Un cas de figure qui, selon les syndicats, s’est multiplié sur les chantiers, notamment dans le domaine du coffrage, du ferraillage, de la construction métallique et de la plâtrerie-peinture. Le dernier exemple en date est éloquent: sur le chantier de la nouvelle halle Volvo à la périphérie de Morges, des ouvriers portugais étaient payés 3,15 euros de l’heure, alors que la CCT prévoit un salaire minimum de 25,45 francs. Leur employeur, l’entreprise portugaise Construtoria Lubruma, était le sous-traitant d’une société allemande, elle-même sous-traitante de la société Ted Brinke, adjudicataire du chantier (notre édition du 30 septembre). Le syndicat UNIA a aussi dénoncé le non-respect des horaires de travail conventionnels: ces travailleurs détachés accomplissaient 60 heures hebdomadaires, samedi compris, alors que la CCT fixe la limite à 45 heures, sur 5 jours maximum.
Sanctions prévues
«Cette charte ne garantit pas à 100% qu’il n’y aura pas de problème, mais elle nous prémunit contre ce risque», estime Grégoire Junod, municipal PS chargé du logement. Concrètement, les mesures antidumping prendront la forme de contrôles d’identité réguliers sur toutes les personnes amenées à évoluer sur le chantier. Elles devront en outre dûment faire valoir un permis de travail. Les sous-traitants feront aussi l’objet de vérifications. «En cas de doute, l’individu ne pénètre pas sur le chantier ou l’entreprise n’est pas retenue pour y travailler», précise Etienne Bléhaut, directeur général adjoint de Losinger-Marazzi. Si des infractions à la loi sur le travail ou à la CCT devaient néanmoins être constatées, une série de sanctions est prévue, qui va de l’amende à la rupture de contrat.
«Avec cette charte, on franchit une étape supplémentaire, en instituant une vraie collaboration avec l’administration et les organismes sociaux», se félicite Etienne Bléhaut. Qui ajoute que l’accord vient compléter les dispositions déjà prises au sein de l’entreprise pour éviter les abus. «La très forte majorité des entreprises et des partenaires sous-traitants sont en règle», assure toutefois le directeur général adjoint.

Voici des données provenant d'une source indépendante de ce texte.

//! # History
//!
//! Linear undo/redo over committed layout snapshots.
//!
//! ```text
//! entries:  [s0] [s1] [s2] [s3]
//!                      ^ index          undo -> s1, redo -> s3
//! commit(s4) here  =>  [s0] [s1] [s2] [s4]   (s3 discarded)
//! ```
//!
//! Entry 0 is the state the session was opened with. Only completed user
//! actions are committed, never individual pointer-move frames.

use crate::TemplateLayout;

/// Undo/redo stack of immutable layout snapshots with dirty tracking.
#[derive(Debug, Clone)]
pub struct History {
    entries: Vec<TemplateLayout>,
    index: usize,
    /// Index of the last persisted entry; `None` once it has been discarded
    /// or dropped by the capacity limit.
    saved_index: Option<usize>,
    /// Maximum number of entries kept (oldest dropped when exceeded).
    max_entries: usize,
}

impl History {
    /// Default maximum number of entries.
    pub const DEFAULT_MAX_ENTRIES: usize = 100;

    /// Start a history whose first entry is `initial`, considered persisted.
    #[must_use]
    pub fn new(initial: TemplateLayout) -> Self {
        Self::with_max_entries(initial, Self::DEFAULT_MAX_ENTRIES)
    }

    /// Start a history bounded to `max_entries` (at least 1).
    #[must_use]
    pub fn with_max_entries(initial: TemplateLayout, max_entries: usize) -> Self {
        Self {
            entries: vec![initial],
            index: 0,
            saved_index: Some(0),
            max_entries: max_entries.max(1),
        }
    }

    /// Record a committed state.
    ///
    /// Discards every redoable entry, appends `snapshot`, and moves the
    /// cursor to it.
    pub fn commit(&mut self, snapshot: TemplateLayout) {
        self.entries.truncate(self.index + 1);
        if self.saved_index.is_some_and(|saved| saved > self.index) {
            self.saved_index = None;
        }
        self.entries.push(snapshot);
        self.index = self.entries.len() - 1;

        if self.entries.len() > self.max_entries {
            let overflow = self.entries.len() - self.max_entries;
            self.entries.drain(..overflow);
            self.index -= overflow;
            self.saved_index = self
                .saved_index
                .and_then(|saved| saved.checked_sub(overflow));
        }
        tracing::debug!("History commit -> {}/{}", self.index, self.entries.len());
    }

    /// Step back. Returns the state to apply, or `None` at the first entry.
    pub fn undo(&mut self) -> Option<&TemplateLayout> {
        if self.index == 0 {
            return None;
        }
        self.index -= 1;
        tracing::debug!("Undo -> {}/{}", self.index, self.entries.len());
        self.entries.get(self.index)
    }

    /// Step forward. Returns the state to apply, or `None` at the tail.
    pub fn redo(&mut self) -> Option<&TemplateLayout> {
        if self.index + 1 >= self.entries.len() {
            return None;
        }
        self.index += 1;
        tracing::debug!("Redo -> {}/{}", self.index, self.entries.len());
        self.entries.get(self.index)
    }

    /// Whether [`undo`](Self::undo) would do anything.
    #[must_use]
    pub fn can_undo(&self) -> bool {
        self.index > 0
    }

    /// Whether [`redo`](Self::redo) would do anything.
    #[must_use]
    pub fn can_redo(&self) -> bool {
        self.index + 1 < self.entries.len()
    }

    /// The entry at the cursor.
    #[must_use]
    pub fn current(&self) -> &TemplateLayout {
        &self.entries[self.index]
    }

    /// Cursor position.
    #[must_use]
    pub const fn index(&self) -> usize {
        self.index
    }

    /// Number of entries.
    #[must_use]
    pub fn len(&self) -> usize {
        self.entries.len()
    }

    /// Always `false`: a history holds at least its initial entry.
    #[must_use]
    pub fn is_empty(&self) -> bool {
        self.entries.is_empty()
    }

    /// Whether the cursor differs from the last persisted entry.
    #[must_use]
    pub fn is_dirty(&self) -> bool {
        self.saved_index != Some(self.index)
    }

    /// Record that the entry at the cursor has been persisted.
    pub fn mark_saved(&mut self) {
        self.saved_index = Some(self.index);
    }
}

#[cfg(test)]
mod tests {
    use super::*;

    fn layout(width: f64) -> TemplateLayout {
        TemplateLayout::new(width, 100.0)
    }

    #[test]
    fn test_new_history_is_clean() {
        let history = History::new(layout(1.0));
        assert!(!history.can_undo());
        assert!(!history.can_redo());
        assert!(!history.is_dirty());
        assert_eq!(history.len(), 1);
    }

    #[test]
    fn test_undo_redo_walks_entries() {
        let mut history = History::new(layout(1.0));
        history.commit(layout(2.0));
        history.commit(layout(3.0));
        assert!(history.is_dirty());

        assert_eq!(history.undo(), Some(&layout(2.0)));
        assert_eq!(history.undo(), Some(&layout(1.0)));
        assert_eq!(history.undo(), None);
        assert_eq!(history.index(), 0);

        assert_eq!(history.redo(), Some(&layout(2.0)));
        assert_eq!(history.redo(), Some(&layout(3.0)));
        assert_eq!(history.redo(), None);
    }

    #[test]
    fn test_commit_discards_redo_branch() {
        let mut history = History::new(layout(1.0));
        history.commit(layout(2.0));
        history.commit(layout(3.0));
        history.undo();
        history.undo();
        history.commit(layout(4.0));

        assert!(!history.can_redo());
        assert_eq!(history.len(), 2);
        assert_eq!(history.current(), &layout(4.0));
        assert_eq!(history.undo(), Some(&layout(1.0)));
    }

    #[test]
    fn test_dirty_follows_saved_entry() {
        let mut history = History::new(layout(1.0));
        history.commit(layout(2.0));
        history.mark_saved();
        assert!(!history.is_dirty());

        history.undo();
        assert!(history.is_dirty());
        history.redo();
        assert!(!history.is_dirty());

        // Saved entry discarded by a new branch: dirty until saved again.
        history.undo();
        history.commit(layout(5.0));
        assert!(history.is_dirty());
        history.undo();
        assert!(history.is_dirty());
    }

    #[test]
    fn test_max_entries_drops_oldest() {
        let mut history = History::with_max_entries(layout(0.0), 3);
        for i in 1..=5 {
            history.commit(layout(f64::from(i)));
        }
        assert_eq!(history.len(), 3);
        assert_eq!(history.current(), &layout(5.0));
        assert_eq!(history.undo(), Some(&layout(4.0)));
        assert_eq!(history.undo(), Some(&layout(3.0)));
        assert_eq!(history.undo(), None);
        // Initial (saved) entry was dropped.
        assert!(history.is_dirty());
    }
}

Pour Grégoire Junod, cet engagement constitue un précédent. L’édile socialiste compte réitérer la conclusion d’une telle charte pour les projets immobiliers pilotés par la ville. Côté syndical, on salue déjà ce premier accord. «C’est un grand pas en avant», réagit Pietro Carobbio, responsable de la construction chez UNIA Vaud. Le syndicaliste loue tout particulièrement l’introduction du principe de responsabilité solidaire pour la sous-traitance. D’autant plus qu’Unia souhaite intégrer cette règle à la CCT du gros œuvre, actuellement en négociation avec la Société suisse des entrepreneurs (SSE). En vain, pour l’instant: «La SSE ne veut pas entrer en matière sur cette question», déplore Pietro Carobbio.